Former President Donald Trump said this week that he will not move to stop former Justice Department officials from testifying before two committees that are investigating the Trump administration's efforts to subvert the results of the presidential election, according to letters from his lawyer obtained by the New York Times.
Trump said that he would not sue to keep six former Justice Department officials from testifying, according to letters sent to them Monday by Douglas A. Collins, who was known as one of Trump's staunchest supporters when he served in Congress and who is now one of the former president's lawyers.
Collins said that Trump may take some undisclosed legal action if congressional investigators seek "privileged information" from "any other Trump administration officials or advisers," including "all necessary and appropriate steps, on President Trump's behalf, to defend the office of the presidency."
The letters were not sent to the congressional committees but rather to the potential witnesses, who cannot control whom Congress contacts for testimony or what information it seeks.
By allowing his former Justice Department officials to speak with investigators, Trump has paved the way for new details to emerge about his efforts to delegitimize the outcome of the election.

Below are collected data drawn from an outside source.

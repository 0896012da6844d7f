//! kvshield: resilience and caching toolkit over a shared key-value store
//!
//! # Features
//!
//! - **Cache-aside reads** with an explicit fail-open / fail-closed policy
//! - **Fixed-window rate limiting** on an atomic store counter
//! - **Pattern invalidation** after successful mutations
//! - **Cache warmup** on a cancellable background interval
//! - **Bounded-concurrency batches**, **exponential backoff retries** and
//!   **scheduled tasks** with a single deferred retry
//!
//! # Quick Start
//!
//! ```rust,no_run
//! use kvshield::prelude::*;
//! use std::sync::Arc;
//! use std::time::Duration;
//!
//! #[tokio::main]
//! async fn main() -> kvshield::Result<()> {
//!     let store = Arc::new(MemoryStore::new(MemoryConfig::default()));
//!     let reader = CacheAsideReader::new(store.clone());
//!
//!     let key = CacheKeyBuilder::new("user").param("id", 42).build();
//!     let name: String = reader
//!         .get_cached(
//!             key.as_str(),
//!             || async { Ok("Alice".to_string()) },
//!             Some(Duration::from_secs(60)),
//!             FailurePolicy::FailClosed,
//!         )
//!         .await?;
//!
//!     let limiter = RateLimiter::new(store);
//!     limiter.check("api:client-1", 100, Duration::from_secs(60)).await?;
//!     println!("hello {name}");
//!     Ok(())
//! }
//! ```

mod batch;
mod invalidate;
mod rate_limit;
mod reader;
mod retry;
mod scheduler;
mod warmer;

// Re-export core
pub use kvshield_core::*;

// Re-export storage
#[cfg(feature = "memory")]
pub use kvshield_storage::{MemoryConfig, MemoryStore, SweeperHandle};

#[cfg(feature = "redis")]
pub use kvshield_storage::{RedisConfig, RedisStore};

pub use batch::BatchProcessor;
pub use invalidate::{CacheInvalidator, InvalidationReport, PatternReport};
pub use rate_limit::{RateLimiter, RateLimiterConfig};
pub use reader::{CacheAsideReader, ReaderConfig};
pub use retry::{RetryExecutor, RetryPolicy, RetryState};
pub use scheduler::{
    RunOutcome, Schedule, TaskHandler, TaskPhase, TaskRunner, TaskRunnerConfig, TaskStatus,
};
pub use warmer::{CacheWarmer, Loader, WarmReport, WarmerConfig, WarmerHandle};

/// Prelude for convenient imports
pub mod prelude {
    pub use crate::{
        BatchProcessor, BatchResult, CacheAsideReader, CacheInvalidator, CacheKey,
        CacheKeyBuilder, CacheWarmer, FailurePolicy, JsonSerializer, KeyValueStore, KvError,
        Loader, RateLimiter, RateLimiterConfig, ReaderConfig, Result, RetryExecutor,
        RetryPolicy, Schedule, Serializer, TaskError, TaskHandler, TaskRunner, TaskRunnerConfig,
        WarmerConfig, build_key,
    };

    #[cfg(feature = "memory")]
    pub use crate::{MemoryConfig, MemoryStore};

    #[cfg(feature = "redis")]
    pub use crate::{RedisConfig, RedisStore};

    #[cfg(feature = "msgpack")]
    pub use crate::MsgPackSerializer;

    #[cfg(feature = "bincode")]
    pub use crate::BincodeSerializer;
}

#[cfg(all(test, feature = "memory"))]
mod tests;
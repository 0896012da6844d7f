//! Rate limit decision

use std::time::Duration;

/// Outcome of an allowed rate limit check
#[derive(Debug, Clone, Copy, PartialEq, Eq)]
pub struct RateLimitStatus {
    /// Configured quota for the window
    pub limit: u64,
    /// Requests left in the current window
    pub remaining: u64,
    /// Time until the window resets
    pub reset: Duration,
    /// Set when the store was unreachable and the request was let through
    pub degraded: bool,
}

impl RateLimitStatus {
    /// Requests already counted in the current window
    pub fn used(&self) -> u64 {
        self.limit - self.remaining
    }
}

Even though department officials, including Jeffrey Rosen, the former acting attorney general, and former Attorney General William Barr, told him that President Joe Biden had won the election, Trump pressed them to take actions that would cast the election results in doubt and to publicly declare it corrupt.

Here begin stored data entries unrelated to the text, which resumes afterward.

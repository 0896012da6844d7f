//! Named recurring tasks with a single deferred retry on failure

mod schedule;

pub use schedule::Schedule;

use std::future::Future;
use std::sync::Arc;
use std::sync::atomic::{AtomicBool, Ordering};
use std::time::Duration;

use async_trait::async_trait;
use chrono::{DateTime, Utc};
use dashmap::DashMap;
use dashmap::mapref::entry::Entry;
use parking_lot::Mutex;
use tokio::sync::watch;
use tokio::task::JoinHandle;
use tokio::time::Instant;

use kvshield_core::{Component, Event, EventSink, KvError, Outcome, Result, TaskError, TracingSink};

/// Work run by a scheduled task
#[async_trait]
pub trait TaskHandler: Send + Sync + 'static {
    async fn run(&self) -> std::result::Result<(), TaskError>;
}

#[async_trait]
impl<F, Fut> TaskHandler for F
where
    F: Fn() -> Fut + Send + Sync + 'static,
    Fut: Future<Output = std::result::Result<(), TaskError>> + Send,
{
    async fn run(&self) -> std::result::Result<(), TaskError> {
        (self)().await
    }
}

/// Configuration for [`TaskRunner`]
#[derive(Debug, Clone)]
pub struct TaskRunnerConfig {
    /// Wait between a failed scheduled run and its retry
    pub retry_delay: Duration,
}

impl Default for TaskRunnerConfig {
    fn default() -> Self {
        Self {
            retry_delay: Duration::from_secs(300),
        }
    }
}

impl TaskRunnerConfig {
    pub fn retry_delay(mut self, delay: Duration) -> Self {
        self.retry_delay = delay;
        self
    }
}

/// Where a task is in its lifecycle
#[derive(Debug, Clone, Copy, PartialEq, Eq)]
pub enum TaskPhase {
    Idle,
    Running,
    /// A failed run is waiting for its single retry
    RetryScheduled,
}

/// How the last completed run ended
#[derive(Debug, Clone, PartialEq, Eq)]
pub enum RunOutcome {
    Succeeded,
    Failed(TaskError),
}

/// Why a run started
#[derive(Debug, Clone, Copy, PartialEq, Eq)]
enum Trigger {
    Scheduled,
    Retry,
    Manual,
}

impl Trigger {
    fn operation(self) -> &'static str {
        match self {
            Trigger::Scheduled => "scheduled_run",
            Trigger::Retry => "retry_run",
            Trigger::Manual => "manual_run",
        }
    }
}

/// Point-in-time view of a registered task
#[derive(Debug, Clone, PartialEq, Eq)]
pub struct TaskStatus {
    pub name: String,
    pub schedule: Schedule,
    pub phase: TaskPhase,
    pub last_run: Option<DateTime<Utc>>,
    pub last_outcome: Option<RunOutcome>,
    /// Completed runs, any trigger
    pub runs: u64,
    pub failures: u64,
    /// Fires dropped because the task was still running
    pub skipped: u64,
    /// Deferred retries waiting for their delay
    pub pending_retries: u32,
}

struct TaskSlot {
    name: String,
    schedule: Schedule,
    handler: Arc<dyn TaskHandler>,
    running: AtomicBool,
    state: Mutex<TaskState>,
}

struct TaskState {
    phase: TaskPhase,
    last_run: Option<DateTime<Utc>>,
    last_outcome: Option<RunOutcome>,
    runs: u64,
    failures: u64,
    skipped: u64,
    pending_retries: u32,
}

impl TaskState {
    fn settled_phase(&self) -> TaskPhase {
        if self.pending_retries > 0 {
            TaskPhase::RetryScheduled
        } else {
            TaskPhase::Idle
        }
    }
}

/// Clears the running flag even if the handler panics
struct RunningGuard<'a>(&'a AtomicBool);

impl Drop for RunningGuard<'_> {
    fn drop(&mut self) {
        self.0.store(false, Ordering::Release);
    }
}

impl TaskSlot {
    fn status(&self) -> TaskStatus {
        let state = self.state.lock();
        TaskStatus {
            name: self.name.clone(),
            schedule: self.schedule,
            phase: state.phase,
            last_run: state.last_run,
            last_outcome: state.last_outcome.clone(),
            runs: state.runs,
            failures: state.failures,
            skipped: state.skipped,
            pending_retries: state.pending_retries,
        }
    }

    /// Run the handler unless a run is already in flight.
    ///
    /// Returns `None` when the fire was skipped.
    async fn execute<E: EventSink>(
        &self,
        trigger: Trigger,
        sink: &E,
    ) -> Option<std::result::Result<(), TaskError>> {
        if self
            .running
            .compare_exchange(false, true, Ordering::AcqRel, Ordering::Acquire)
            .is_err()
        {
            self.state.lock().skipped += 1;
            sink.record(
                &Event::new(Component::Scheduler, trigger.operation(), &self.name, Outcome::Skipped)
                    .detail("previous run still in progress"),
            );
            return None;
        }
        let _guard = RunningGuard(&self.running);

        self.state.lock().phase = TaskPhase::Running;
        let started = Instant::now();
        let result = self.handler.run().await;
        let elapsed = started.elapsed();

        let outcome = match &result {
            Ok(()) => RunOutcome::Succeeded,
            Err(e) => RunOutcome::Failed(e.clone()),
        };
        {
            let mut state = self.state.lock();
            state.phase = state.settled_phase();
            state.last_run = Some(Utc::now());
            state.runs += 1;
            if result.is_err() {
                state.failures += 1;
            }
            state.last_outcome = Some(outcome);
        }

        match &result {
            Ok(()) => sink.record(
                &Event::new(Component::Scheduler, trigger.operation(), &self.name, Outcome::Success)
                    .duration(elapsed),
            ),
            Err(e) => sink.record(
                &Event::new(Component::Scheduler, trigger.operation(), &self.name, Outcome::Failure)
                    .duration(elapsed)
                    .detail(e.message()),
            ),
        }

        Some(result)
    }

    fn retry_scheduled(&self) {
        let mut state = self.state.lock();
        state.pending_retries += 1;
        if state.phase != TaskPhase::Running {
            state.phase = TaskPhase::RetryScheduled;
        }
    }

    /// A pending retry is starting or was cancelled
    fn retry_settled(&self) {
        let mut state = self.state.lock();
        state.pending_retries = state.pending_retries.saturating_sub(1);
        if state.phase == TaskPhase::RetryScheduled {
            state.phase = state.settled_phase();
        }
    }
}

/// Runs named tasks on their schedules.
///
/// A task never overlaps itself: a fire that finds the previous run still
/// going is skipped and logged. A failed scheduled run gets exactly one retry
/// after [`TaskRunnerConfig::retry_delay`]; if the retry fails too, the task
/// waits for its next regular fire. Handlers can opt out of the retry by
/// failing with [`TaskError::permanent`].
///
/// Timers live on the tokio runtime the task was registered from. Shutting
/// down (or dropping) the runner cancels timers and pending retries; handlers
/// already running finish on their own.
pub struct TaskRunner<E = TracingSink>
where
    E: EventSink,
{
    tasks: Arc<DashMap<String, Arc<TaskSlot>>>,
    sink: Arc<E>,
    config: TaskRunnerConfig,
    shutdown: watch::Sender<bool>,
    loops: Mutex<Vec<JoinHandle<()>>>,
}

impl TaskRunner<TracingSink> {
    pub fn new() -> Self {
        Self::with_config(TaskRunnerConfig::default())
    }

    pub fn with_config(config: TaskRunnerConfig) -> Self {
        Self::with_sink(Arc::new(TracingSink::new()), config)
    }
}

impl Default for TaskRunner<TracingSink> {
    fn default() -> Self {
        Self::new()
    }
}

impl<E: EventSink> TaskRunner<E> {
    pub fn with_sink(sink: Arc<E>, config: TaskRunnerConfig) -> Self {
        let (shutdown, _) = watch::channel(false);
        Self {
            tasks: Arc::new(DashMap::new()),
            sink,
            config,
            shutdown,
            loops: Mutex::new(Vec::new()),
        }
    }

    /// Register `handler` under `name` and start its timer.
    ///
    /// Must be called from within a tokio runtime. Fails on a duplicate name,
    /// an invalid schedule, or after [`shutdown`](Self::shutdown).
    pub fn register<H: TaskHandler>(
        &self,
        name: impl Into<String>,
        schedule: Schedule,
        handler: H,
    ) -> Result<()> {
        let name = name.into();
        schedule.validate()?;
        if *self.shutdown.borrow() {
            return Err(KvError::Validation(format!(
                "cannot register {name}: runner is shut down"
            )));
        }

        let slot = match self.tasks.entry(name.clone()) {
            Entry::Occupied(_) => {
                return Err(KvError::Validation(format!("task {name} already registered")));
            }
            Entry::Vacant(vacant) => {
                let slot = Arc::new(TaskSlot {
                    name: name.clone(),
                    schedule,
                    handler: Arc::new(handler),
                    running: AtomicBool::new(false),
                    state: Mutex::new(TaskState {
                        phase: TaskPhase::Idle,
                        last_run: None,
                        last_outcome: None,
                        runs: 0,
                        failures: 0,
                        skipped: 0,
                        pending_retries: 0,
                    }),
                });
                vacant.insert(slot.clone());
                slot
            }
        };

        let handle = tokio::spawn(schedule_loop(
            slot,
            self.sink.clone(),
            self.config.retry_delay,
            self.shutdown.subscribe(),
        ));
        self.loops.lock().push(handle);

        tracing::info!(target: "kvshield", task = %name, schedule = %schedule, "task registered");
        Ok(())
    }

    /// Run a task immediately, outside its schedule.
    ///
    /// A failure is returned to the caller and does not schedule a retry.
    pub async fn run_now(&self, name: &str) -> Result<()> {
        let slot = self
            .tasks
            .get(name)
            .map(|entry| entry.value().clone())
            .ok_or_else(|| KvError::Validation(format!("unknown task {name}")))?;

        match slot.execute(Trigger::Manual, self.sink.as_ref()).await {
            Some(Ok(())) => Ok(()),
            Some(Err(e)) => Err(KvError::Task(e)),
            None => Err(KvError::AlreadyRunning(name.to_string())),
        }
    }

    pub fn status(&self, name: &str) -> Option<TaskStatus> {
        self.tasks.get(name).map(|slot| slot.status())
    }

    /// Status of every registered task, sorted by name
    pub fn tasks(&self) -> Vec<TaskStatus> {
        let mut all: Vec<TaskStatus> = self.tasks.iter().map(|slot| slot.status()).collect();
        all.sort_by(|a, b| a.name.cmp(&b.name));
        all
    }

    /// Stop all timers and pending retries and wait for the timer loops to exit
    pub async fn shutdown(&self) {
        self.shutdown.send_replace(true);
        let loops: Vec<JoinHandle<()>> = std::mem::take(&mut *self.loops.lock());
        for handle in loops {
            let _ = handle.await;
        }
        tracing::info!(target: "kvshield", tasks = self.tasks.len(), "task runner stopped");
    }
}

/// Resolves once shutdown is requested or the runner is gone
async fn stopped(shutdown: &mut watch::Receiver<bool>) {
    let _ = shutdown.wait_for(|stop| *stop).await;
}

async fn schedule_loop<E: EventSink>(
    slot: Arc<TaskSlot>,
    sink: Arc<E>,
    retry_delay: Duration,
    mut shutdown: watch::Receiver<bool>,
) {
    let mut next_periodic = Instant::now();

    loop {
        let wake = match slot.schedule {
            Schedule::Every(period) => match next_periodic.checked_add(period) {
                Some(next) => {
                    next_periodic = next;
                    next
                }
                None => {
                    tracing::warn!(
                        target: "kvshield",
                        task = %slot.name,
                        ?period,
                        "period outside the timer range, task will only run manually"
                    );
                    stopped(&mut shutdown).await;
                    return;
                }
            },
            _ => match slot.schedule.until_next(Utc::now()) {
                Ok(wait) => Instant::now() + wait,
                Err(e) => {
                    tracing::error!(
                        target: "kvshield",
                        task = %slot.name,
                        error = %e,
                        "cannot compute next fire"
                    );
                    return;
                }
            },
        };

        tokio::select! {
            _ = tokio::time::sleep_until(wake) => {
                tokio::spawn(fire(slot.clone(), sink.clone(), retry_delay, shutdown.clone()));
            }
            _ = stopped(&mut shutdown) => return,
        }
    }
}

/// One scheduled fire plus its single retry
async fn fire<E: EventSink>(
    slot: Arc<TaskSlot>,
    sink: Arc<E>,
    retry_delay: Duration,
    mut shutdown: watch::Receiver<bool>,
) {
    let err = match slot.execute(Trigger::Scheduled, sink.as_ref()).await {
        Some(Err(err)) if err.is_retryable() => err,
        _ => return,
    };

    slot.retry_scheduled();
    let detail = format!("{}; retrying in {}s", err.message(), retry_delay.as_secs());
    sink.record(
        &Event::new(Component::Scheduler, "scheduled_run", &slot.name, Outcome::Retrying)
            .detail(&detail),
    );

    tokio::select! {
        _ = tokio::time::sleep(retry_delay) => slot.retry_settled(),
        _ = stopped(&mut shutdown) => {
            slot.retry_settled();
            return;
        }
    }

    // The retry's own failure is terminal until the next regular fire.
    slot.execute(Trigger::Retry, sink.as_ref()).await;
}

Trump and his allies have continued to falsely assert in public statements that the election was rigged and that the results were fraudulent.
Rosen; Richard P. Donoghue, a former acting deputy attorney general; and others have agreed to sit down for closed-door, transcribed interviews with the House Oversight and Reform and Senate Judiciary committees. The sessions are expected to begin as soon as this week, according to three people familiar with those interviews.